Escrito por: Redação RBA

Juízes pela Democracia: prisão em 2ª instância é incompatível com a Constituição

Associação aponta ser ilusório acreditar que suprimir garantias constitucionais possa trazer resultados positivos no combate à impunidade

FELIPE SAMPAIO/SCO/STF

A Associação Juízes pela Democracia (AJD) divulgou nota técnica nesta terça-feira (27) em que se manifesta contrária à possibilidade de decretação de prisão antes de esgotados todos os recursos cabíveis em um processo. Segundo a nota, o artigo 5º da Constituição Federal, que determina em um dos seus parágrafos que "ninguém será considerado culpado até o trânsito em julgado de sentença penal condenatória", é claro o suficiente e não admite interpretação.

"Trata-se de dispositivo categórico, imperativo e que, justamente em razão de não suscitar qualquer dúvida, não admite interpretação e sim a aplicação do que está efetivamente escrito", dizem os juízes. 

Segundo eles, o atual entendimento do Supremo Tribunal Federal (STF) que autoriza a prisão a partir de condenação em segunda instância representa "supressão" de garantias constitucionais. Eles também alertam que é "ilusório" acreditar que tal entendimento colaboraria para a diminuir a impunidade. 

Os juízes destacam que as múltiplas instâncias recursivas servem justamente para limitar o poder do Estado, prevenindo assim o arbítrio e também o erro judicial. "O desvio dos imperativos constitucionais, longe de trazer os efeitos almejados por aqueles que insistem em fazê-lo, somente se traduzirá em prejuízos para o indivíduo e a coletividade."

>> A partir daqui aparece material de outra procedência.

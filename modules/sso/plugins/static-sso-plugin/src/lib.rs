#![cfg_attr(coverage_nightly, feature(coverage_attribute))]
//! Static SSO Plugin
//!
//! Config-driven collaborators for the SSO engine, for development and
//! testing. A single [`Service`] implements every plugin trait:
//!
//! - **credentials**: password and passwordless accounts with attributes
//!   and an optional multifactor provider
//! - **second factor**: reusable one-time tokens and single-use scratch codes
//! - **surrogates**: which delegate may act as which target (`*` for any)
//! - **usage policy**: terms plus an in-memory acceptance store
//!
//! ## Configuration
//!
//! ```yaml
//! plugins:
//!   static:
//!     users:
//!       - username: casuser
//!         password: Mellon
//!         attributes:
//!           cn: ["CAS User"]
//!           mail: ["casuser@example.org"]
//!       - username: mfauser
//!         password: Mellon
//!         mfa_provider: mfa-gauth
//!         otp_tokens: ["123456"]
//!         scratch_codes: ["87654321"]
//!       - username: yubiuser
//!         passwordless: true
//!         mfa_provider: mfa-yubikey
//!         otp_tokens: ["cccccckdvvulgjvtkjdhtlrbjjctggdihuevikehtlil"]
//!     surrogates:
//!       casuser: ["user3"]
//!     aup:
//!       enabled: true
//!       code: screen.aup.policyterms
//!       default_text: "Use this service responsibly."
//! ```

pub mod config;
pub mod domain;

pub use config::StaticSsoPluginConfig;
pub use domain::Service;
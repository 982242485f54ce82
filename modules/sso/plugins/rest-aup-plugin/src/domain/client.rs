//! Client implementation for the REST AUP plugin.

use async_trait::async_trait;
use sso_engine_sdk::{AupPluginClient, AupTerms, Principal, SsoError};
use tracing::warn;

use super::service::Service;

#[async_trait]
impl AupPluginClient for Service {
    async fn terms(&self, principal: &Principal) -> Result<AupTerms, SsoError> {
        self.fetch_terms(&principal.id).await.map_err(|e| {
            warn!(principal = %principal.id, error = %e, "Failed to fetch policy terms");
            e.into()
        })
    }

    async fn accept(&self, principal: &Principal) -> Result<(), SsoError> {
        self.record_acceptance(&principal.id).await.map_err(|e| {
            warn!(principal = %principal.id, error = %e, "Failed to record policy acceptance");
            e.into()
        })
    }

    async fn status(&self, principal: &Principal) -> Result<bool, SsoError> {
        self.acceptance_status(&principal.id).await.map_err(|e| {
            warn!(principal = %principal.id, error = %e, "Failed to read policy status");
            e.into()
        })
    }
}

#[cfg(test)]
#[cfg_attr(coverage_nightly, coverage(off))]
mod tests {
    use httpmock::prelude::*;
    use tracing_test::traced_test;

    use super::*;
    use crate::config::RestAupPluginConfig;

    #[tokio::test]
    async fn plugin_trait_accept_then_status() {
        let server = MockServer::start_async().await;
        let accept = server
            .mock_async(|when, then| {
                when.method(POST).path("/aup");
                then.status(200);
            })
            .await;
        server
            .mock_async(|when, then| {
                when.method(GET).path("/aup/status");
                then.status(202);
            })
            .await;

        let service = Service::from_config(&RestAupPluginConfig {
            base_url: server.url("/aup"),
            timeout_ms: 2_000,
        })
        .unwrap();
        let plugin: &dyn AupPluginClient = &service;
        let principal = Principal::new("casuser");

        plugin.accept(&principal).await.unwrap();
        assert!(plugin.status(&principal).await.unwrap());
        accept.assert_async().await;
    }

    #[tokio::test]
    #[traced_test]
    async fn plugin_trait_unreachable_is_collaborator_error() {
        let service = Service::from_config(&RestAupPluginConfig {
            base_url: "http://127.0.0.1:1/aup".to_owned(),
            timeout_ms: 500,
        })
        .unwrap();
        let plugin: &dyn AupPluginClient = &service;

        let result = plugin.status(&Principal::new("casuser")).await;
        assert!(matches!(result, Err(SsoError::CollaboratorUnavailable(_))));
        assert!(logs_contain("Failed to read policy status"));
        assert!(logs_contain("principal=casuser"));
    }
}
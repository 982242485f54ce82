//! Local (in-process) client for service ticket validation.

use std::sync::Arc;

use async_trait::async_trait;
use sso_engine_sdk::{ServiceTicketValidatorClient, ServiceValidation, SsoError};

use super::DomainError;
use super::validator::ServiceTicketValidator;

/// Local client wrapping the validator.
///
/// Handed out by [`crate::SsoEngine::validator_client`].
pub struct SsoLocalClient {
    validator: Arc<ServiceTicketValidator>,
}

impl SsoLocalClient {
    #[must_use]
    pub fn new(validator: Arc<ServiceTicketValidator>) -> Self {
        Self { validator }
    }
}

fn log_and_convert(op: &str, e: DomainError) -> SsoError {
    if e.is_ticket_failure() {
        tracing::debug!(operation = op, error = %e, "sso_engine call rejected");
    } else {
        tracing::error!(operation = op, error = ?e, "sso_engine call failed");
    }
    e.into()
}

#[async_trait]
impl ServiceTicketValidatorClient for SsoLocalClient {
    async fn validate(&self, ticket: &str, service: &str) -> Result<ServiceValidation, SsoError> {
        self.validator
            .validate(ticket, service)
            .map_err(|e| log_and_convert("validate", e))
    }
}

Confira a nota da AJD na íntegra

A PRISÃO DECRETADA ANTES DO TRÂNSITO EM JULGADO É INCONSTITUCIONAL

A Associação Juízes para a Democracia (AJD), entidade não governamental, sem fins lucrativos ou corporativistas, que congrega juízes de todo o território nacional e que tem por objetivo primordial a luta pelo respeito aos valores próprios do Estado Democrático de Direito, vem apresentar NOTA TÉCNICA a respeito da inconstitucionalidade, diante da inteligência do art. 5º, LVII, da Constituição da República, da prisão decretada após decisão proferida em segundo grau de jurisdição, sem a existência do trânsito em julgado.

1. O art. 5º, LVII, da Lei Maior, institui a garantia de o indivíduo somente ser privado de sua liberdade com arrimo em decisão condenatória quando esta transitar em julgado, ou seja, na hipótese de não haver mais recurso cabível. Trata-se de dispositivo categórico, imperativo e que, justamente em razão de não suscitar qualquer dúvida, não admite interpretação e sim a aplicação do que está efetivamente escrito.

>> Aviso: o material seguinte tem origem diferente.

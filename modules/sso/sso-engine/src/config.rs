use std::collections::BTreeMap;

use secrecy::SecretString;
use serde::{Deserialize, Serialize, Serializer};

use crate::domain::oidc::ClaimDefinition;
use crate::domain::services::AttributeReleaseConfig;

/// Configuration for the SSO engine.
#[derive(Debug, Clone, Default, Serialize, Deserialize)]
#[serde(default, deny_unknown_fields)]
pub struct SsoEngineConfig {
    pub server: ServerConfig,
    pub tickets: TicketsConfig,
    pub tgc: TgcConfig,
    /// Registered services, evaluated in ascending `id` order.
    pub services: Vec<RegisteredServiceConfig>,
    pub surrogate: SurrogateConfig,
    pub logout: LogoutConfig,
    pub mfa: MfaConfig,
    pub oidc: OidcConfig,
}

#[derive(Debug, Clone, Serialize, Deserialize)]
#[serde(default, deny_unknown_fields)]
pub struct ServerConfig {
    /// Externally visible base URL of the server. Services under this
    /// prefix are internal and receive no service ticket.
    pub prefix: String,
    /// Display name used by rendered pages.
    pub name: String,
}

impl Default for ServerConfig {
    fn default() -> Self {
        Self {
            prefix: "http://localhost:8080".to_owned(),
            name: "SSO".to_owned(),
        }
    }
}

#[derive(Debug, Clone, Serialize, Deserialize)]
#[serde(default, deny_unknown_fields)]
pub struct TicketsConfig {
    /// Hard upper bound on a TGT lifetime.
    pub tgt_max_lifetime_secs: u64,
    /// Idle timeout of a TGT.
    pub tgt_idle_timeout_secs: u64,
    /// Whether browser sessions slide their idle window on every use.
    pub tgt_sliding_expiration: bool,
    pub st_timeout_secs: u64,
    pub code_timeout_secs: u64,
    pub access_token_timeout_secs: u64,
    /// Optional node suffix appended to every ticket id.
    pub node_suffix: Option<String>,
    /// Interval of the background reclamation pass. `0` disables it.
    pub reclaim_interval_secs: u64,
}

impl Default for TicketsConfig {
    fn default() -> Self {
        Self {
            tgt_max_lifetime_secs: 8 * 60 * 60,
            tgt_idle_timeout_secs: 2 * 60 * 60,
            tgt_sliding_expiration: true,
            st_timeout_secs: 10,
            code_timeout_secs: 30,
            access_token_timeout_secs: 8 * 60 * 60,
            node_suffix: None,
            reclaim_interval_secs: 60,
        }
    }
}

/// Ticket-granting cookie settings.
#[derive(Debug, Clone, Serialize, Deserialize)]
#[serde(default, deny_unknown_fields)]
pub struct TgcConfig {
    pub name: String,
    pub path: String,
    pub secure: bool,
}

impl Default for TgcConfig {
    fn default() -> Self {
        Self {
            name: "TGC".to_owned(),
            path: "/".to_owned(),
            secure: true,
        }
    }
}

#[derive(Debug, Clone, Serialize, Deserialize)]
#[serde(deny_unknown_fields)]
pub struct RegisteredServiceConfig {
    pub id: u64,
    pub name: String,
    /// Regular expression matched against the whole service URL.
    pub service_id: String,
    #[serde(default)]
    pub attribute_release: AttributeReleaseConfig,
}

#[derive(Debug, Clone, Serialize, Deserialize)]
#[serde(default, deny_unknown_fields)]
pub struct SurrogateConfig {
    /// Separator of the `target<sep>delegate` username syntax.
    pub separator: String,
    /// Release policy applied to the target principal's attributes.
    pub attribute_release: AttributeReleaseConfig,
}

impl Default for SurrogateConfig {
    fn default() -> Self {
        Self {
            separator: "+".to_owned(),
            attribute_release: AttributeReleaseConfig::default(),
        }
    }
}

#[derive(Debug, Clone, Serialize, Deserialize)]
#[serde(default, deny_unknown_fields)]
pub struct LogoutConfig {
    /// Render a confirmation page on `GET /logout`.
    pub confirm: bool,
    /// Redirect to the requested URL after logout when it matches a
    /// registered service.
    pub follow_service_redirects: bool,
}

impl Default for LogoutConfig {
    fn default() -> Self {
        Self {
            confirm: true,
            follow_service_redirects: true,
        }
    }
}

#[derive(Debug, Clone, Serialize, Deserialize)]
#[serde(default, deny_unknown_fields)]
pub struct MfaConfig {
    /// Allow users to trust the current device after a second factor.
    pub trusted_devices_enabled: bool,
    /// Trust the device after every successful second factor, with an
    /// auto-generated name, without asking.
    pub auto_trust_devices: bool,
    /// Cookie carrying the browser's device identifier.
    pub device_cookie_name: String,
}

impl Default for MfaConfig {
    fn default() -> Self {
        Self {
            trusted_devices_enabled: true,
            auto_trust_devices: false,
            device_cookie_name: "MFADEVICE".to_owned(),
        }
    }
}

#[derive(Debug, Clone, Serialize, Deserialize)]
#[serde(default, deny_unknown_fields)]
pub struct OidcConfig {
    /// Issuer identifier. Defaults to `<server.prefix>/oidc`.
    pub issuer: Option<String>,
    /// HS256 signing key for ID tokens.
    #[serde(serialize_with = "serialize_redacted")]
    pub signing_secret: SecretString,
    pub id_token_timeout_secs: u64,
    pub clients: Vec<OidcClientConfig>,
}

impl Default for OidcConfig {
    fn default() -> Self {
        Self {
            issuer: None,
            signing_secret: SecretString::from(String::new()),
            id_token_timeout_secs: 60 * 60,
            clients: Vec::new(),
        }
    }
}

#[derive(Debug, Clone, Serialize, Deserialize)]
#[serde(deny_unknown_fields)]
pub struct OidcClientConfig {
    pub client_id: String,
    #[serde(serialize_with = "serialize_redacted")]
    pub client_secret: SecretString,
    #[serde(default)]
    pub name: Option<String>,
    /// Redirect URIs, compared by exact string match.
    pub redirect_uris: Vec<String>,
    /// Ask the user for consent before the first code is issued.
    #[serde(default)]
    pub require_consent: bool,
    /// Extra ID token claims, keyed by claim name.
    #[serde(default)]
    pub claims: BTreeMap<String, ClaimDefinition>,
}

fn serialize_redacted<S: Serializer>(_secret: &SecretString, s: S) -> Result<S::Ok, S::Error> {
    s.serialize_str("***")
}

impl SsoEngineConfig {
    /// Issuer identifier used in ID tokens and discovery.
    #[must_use]
    pub fn oidc_issuer(&self) -> String {
        self.oidc
            .issuer
            .clone()
            .unwrap_or_else(|| format!("{}/oidc", self.server.prefix.trim_end_matches('/')))
    }
}
//! REST ticket API.

use std::sync::Arc;

use axum::Json;
use axum::extract::{Extension, Form, Path};
use axum::http::{HeaderMap, HeaderValue, StatusCode, header};
use axum::response::{IntoResponse, Response};
use tracing::{field::Empty, info};

use super::ApiResult;
use crate::api::rest::dto::{
    AuthenticationDto, RestCredentialsForm, RestServiceForm, TgtStatusDto, UserAuthenticationDto,
};
use crate::domain::error::DomainError;
use crate::module::SsoEngine;

/// Explicit surrogate target for REST authentication.
pub const SURROGATE_HEADER: &str = "x-surrogate-principal";

fn surrogate_target(headers: &HeaderMap) -> Option<String> {
    headers
        .get(SURROGATE_HEADER)
        .and_then(|v| v.to_str().ok())
        .map(str::trim)
        .filter(|v| !v.is_empty())
        .map(ToOwned::to_owned)
}

fn plain(status: StatusCode, body: String) -> Response {
    (status, [(header::CONTENT_TYPE, "text/plain; charset=utf-8")], body).into_response()
}

/// `POST /v1/tickets`: authenticate and create a TGT.
#[tracing::instrument(skip(engine, headers, form), fields(username = %form.username, request_id = Empty))]
pub async fn create_tgt(
    Extension(engine): Extension<Arc<SsoEngine>>,
    headers: HeaderMap,
    Form(form): Form<RestCredentialsForm>,
) -> ApiResult<Response> {
    let (tgt, principal) = engine
        .sessions()
        .authenticate_direct(
            form.credential(),
            surrogate_target(&headers),
            form.token.as_deref(),
        )
        .await?;
    info!(principal = %principal.id, "Created TGT over REST");

    let location = format!(
        "{}/v1/tickets/{tgt}",
        engine.config().server.prefix.trim_end_matches('/')
    );
    let mut response = plain(StatusCode::CREATED, tgt);
    if let Ok(value) = HeaderValue::from_str(&location) {
        response.headers_mut().insert(header::LOCATION, value);
    }
    Ok(response)
}

/// `POST /v1/tickets/{tgt}`: issue a service ticket.
#[tracing::instrument(skip(engine, tgt, form), fields(service = %form.service, request_id = Empty))]
pub async fn create_st(
    Extension(engine): Extension<Arc<SsoEngine>>,
    Path(tgt): Path<String>,
    Form(form): Form<RestServiceForm>,
) -> ApiResult<Response> {
    if form.service.trim().is_empty() {
        return Err(DomainError::validation("'service' is required").into());
    }
    let st = engine.sessions().issue_service_ticket(&tgt, &form.service)?;
    Ok(plain(StatusCode::OK, st))
}

/// `GET /v1/tickets/{tgt}`: state of a live TGT.
pub async fn tgt_status(
    Extension(engine): Extension<Arc<SsoEngine>>,
    Path(tgt): Path<String>,
) -> ApiResult<Json<TgtStatusDto>> {
    let status = engine.registry().tgt_status(&tgt)?;
    Ok(Json(status.into()))
}

/// `DELETE /v1/tickets/{tgt}`: logout.
pub async fn delete_tgt(
    Extension(engine): Extension<Arc<SsoEngine>>,
    Path(tgt): Path<String>,
) -> ApiResult<Response> {
    engine.sessions().logout(Some(&tgt), None)?;
    Ok(plain(StatusCode::OK, tgt))
}

/// `POST /v1/users`: authenticate without creating a session.
#[tracing::instrument(skip(engine, headers, form), fields(username = %form.username, request_id = Empty))]
pub async fn authenticate_user(
    Extension(engine): Extension<Arc<SsoEngine>>,
    headers: HeaderMap,
    Form(form): Form<RestCredentialsForm>,
) -> ApiResult<Json<UserAuthenticationDto>> {
    let principal = engine
        .sessions()
        .verify_credentials(
            form.credential(),
            surrogate_target(&headers),
            form.token.as_deref(),
        )
        .await?;
    Ok(Json(UserAuthenticationDto {
        authentication: AuthenticationDto::new(principal, engine.registry().now()),
    }))
}
pub mod client;
pub mod error;
pub mod service;

pub use error::RestAupError;
pub use service::Service;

2. A tentativa de supressão da garantia mencionada encontra-se dentro de um perigoso contexto de relativização de direitos e garantias fundamentais, tendência que busca se perpetrar com o desígnio ilusório de, no caso, diminuir a impunidade. Olvida-se, no entanto, que as garantias processuais penais, importantes conquistas civilizatórias, não se traduzem em obstáculo para a efetiva aplicação da lei penal, mas sim em formulações destinadas a impedir o arbítrio estatal, dificultar o erro judiciário e conferir um tratamento digno de maneira indistinta a todos os indivíduos.

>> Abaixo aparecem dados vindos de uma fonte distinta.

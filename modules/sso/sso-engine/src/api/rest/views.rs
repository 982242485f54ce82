//! Minimal HTML prompts for the browser flows.

use axum::response::Html;
use sso_engine_sdk::AupTerms;

use crate::domain::oidc::AuthorizationRequest;

#[must_use]
pub fn escape(s: &str) -> String {
    let mut out = String::with_capacity(s.len());
    for c in s.chars() {
        match c {
            '&' => out.push_str("&amp;"),
            '<' => out.push_str("&lt;"),
            '>' => out.push_str("&gt;"),
            '"' => out.push_str("&quot;"),
            '\'' => out.push_str("&#x27;"),
            c => out.push(c),
        }
    }
    out
}

fn page(title: &str, body: &str) -> Html<String> {
    Html(format!(
        "<!DOCTYPE html>\n<html><head><meta charset=\"utf-8\"><title>{}</title></head>\n<body>\n{body}\n</body></html>\n",
        escape(title)
    ))
}

fn hidden(name: &str, value: Option<&str>) -> String {
    value.map_or_else(String::new, |v| {
        format!(
            "<input type=\"hidden\" name=\"{name}\" value=\"{}\">",
            escape(v)
        )
    })
}

fn error_line(error: Option<&str>) -> String {
    error.map_or_else(String::new, |e| {
        let e = escape(e);
        format!("<div id=\"loginErrorsPanel\" class=\"error\">{e}</div>")
    })
}

#[must_use]
pub fn login_page(
    server_name: &str,
    service: Option<&str>,
    renew: bool,
    error: Option<&str>,
) -> Html<String> {
    let body = format!(
        "<h1>{name}</h1>\n{err}\n<form id=\"fm1\" method=\"post\" action=\"/login\">\n\
         <input id=\"username\" name=\"username\" type=\"text\" autocomplete=\"username\">\n\
         <input id=\"password\" name=\"password\" type=\"password\" autocomplete=\"current-password\">\n\
         {service}{renew}\n<button type=\"submit\" name=\"submit\">Login</button>\n</form>",
        name = escape(server_name),
        err = error_line(error),
        service = hidden("service", service),
        renew = hidden("renew", renew.then_some("true")),
    );
    page(&format!("{server_name} Login"), &body)
}

#[must_use]
pub fn aup_page(flow_id: &str, principal: &str, terms: &AupTerms) -> Html<String> {
    let body = format!(
        "<h1>Acceptable Usage Policy</h1>\n<p>Hello, {principal}.</p>\n\
         <div id=\"aupTerms\" data-code=\"{code}\">{text}</div>\n\
         <form id=\"fm1\" method=\"post\" action=\"/login/aup\">\n{exec}\n\
         <button type=\"submit\" name=\"decision\" value=\"accept\">Accept</button>\n\
         <button type=\"submit\" name=\"decision\" value=\"decline\">Decline</button>\n</form>",
        principal = escape(principal),
        code = escape(&terms.code),
        text = escape(&terms.default_text),
        exec = hidden("execution", Some(flow_id)),
    );
    page("Acceptable Usage Policy", &body)
}

#[must_use]
pub fn mfa_page(
    flow_id: &str,
    provider: &str,
    can_trust_device: bool,
    error: Option<&str>,
) -> Html<String> {
    let trust = if can_trust_device {
        "<label><input type=\"checkbox\" name=\"remember\" value=\"true\"> Trust this device</label>\n\
         <input id=\"deviceName\" name=\"deviceName\" type=\"text\" placeholder=\"Device name\">\n"
    } else {
        ""
    };
    let body = format!(
        "<h1>Multifactor Authentication</h1>\n{err}\n<p>Provider: {provider}</p>\n\
         <form id=\"fm1\" method=\"post\" action=\"/login/mfa\">\n{exec}\n\
         <input id=\"token\" name=\"token\" type=\"text\" autocomplete=\"one-time-code\">\n{trust}\
         <button type=\"submit\" name=\"submit\">Verify</button>\n</form>",
        err = error_line(error),
        provider = escape(provider),
        exec = hidden("execution", Some(flow_id)),
    );
    page("Multifactor Authentication", &body)
}

#[must_use]
pub fn logged_in_page(principal: &str) -> Html<String> {
    page(
        "Log In Successful",
        &format!(
            "<h1>Log In Successful</h1>\n<p>You, {}, have successfully logged into the Central Authentication Service.</p>",
            escape(principal)
        ),
    )
}

#[must_use]
pub fn logout_confirm_page(principal: &str, service: Option<&str>) -> Html<String> {
    let body = format!(
        "<h1>Logout</h1>\n<form id=\"fm1\" method=\"post\" action=\"/logout\">\n\
         <p>Do you, {principal}, want to log out completely?</p>\n{service}\n\
         <button type=\"submit\" name=\"submit\">Log Out</button>\n</form>",
        principal = escape(principal),
        service = hidden("service", service),
    );
    page("Logout", &body)
}

#[must_use]
pub fn logged_out_page() -> Html<String> {
    page(
        "Logout Successful",
        "<h1>Logout Successful</h1>\n<p>You have successfully logged out. For security reasons, exit your web browser.</p>",
    )
}

#[must_use]
pub fn consent_page(
    client_name: &str,
    principal: &str,
    request: &AuthorizationRequest,
) -> Html<String> {
    let body = format!(
        "<h1>Authorize {client}</h1>\n<p>{principal}, {client} requests access to: {scope}</p>\n\
         <form id=\"fm1\" method=\"post\" action=\"/oidc/authorize\">\n{fields}\n\
         <button type=\"submit\" name=\"decision\" value=\"allow\">Allow</button>\n\
         <button type=\"submit\" name=\"decision\" value=\"deny\">Deny</button>\n</form>",
        client = escape(client_name),
        principal = escape(principal),
        scope = escape(&request.scope),
        fields = [
            hidden("response_type", Some(request.response_type.as_str())),
            hidden("client_id", Some(request.client_id.as_str())),
            hidden("redirect_uri", Some(request.redirect_uri.as_str())),
            hidden("scope", Some(request.scope.as_str())),
            hidden("state", request.state.as_deref()),
            hidden("nonce", request.nonce.as_deref()),
        ]
        .concat(),
    );
    page("Authorize", &body)
}

#[must_use]
pub fn error_page(title: &str, detail: &str) -> Html<String> {
    page(
        title,
        &format!(
            "<h1>{}</h1>\n<div id=\"errorPanel\" class=\"error\">{}</div>",
            escape(title),
            escape(detail)
        ),
    )
}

3. A Carta Magna expressamente proíbe, a não ser no caso de prisão cautelar, que o indivíduo venha a ter sua liberdade suprimida quando ainda houver recurso contra a decisão condenatória. No mesmo sentido da garantia constitucional, estão disciplinados dispositivos previstos na legislação ordinária (art. 283 do Código de Processo Penal e art. 105 da Lei das Execuções Penais, lei esta que exige o trânsito em julgado inclusive para o cumprimento da pena restritiva de direitos – art. 147 – e pagamento de multa – art. 164). Sendo plena e comprovadamente possível as instâncias superiores modificarem questões afetas à liberdade, seu cerceamento antecipado mostra-se incompatível com nossa realidade constitucional.

4. A pavimentação do Estado Democrático de Direito somente é possível dentro da estrita observância da Constituição da República. O desvio dos imperativos constitucionais, longe de trazer os efeitos almejados por aqueles que insistem em fazê-lo, somente se traduzirá em prejuízos para o indivíduo e a coletividade.

5. A Associação Juízes para a Democracia, por considerar a prisão decorrente de decisão condenatória sem o trânsito em julgado incompatível com o cumprimento da Constituição da República, vem manifestar-se contrária à relativização da referida garantia constitucional.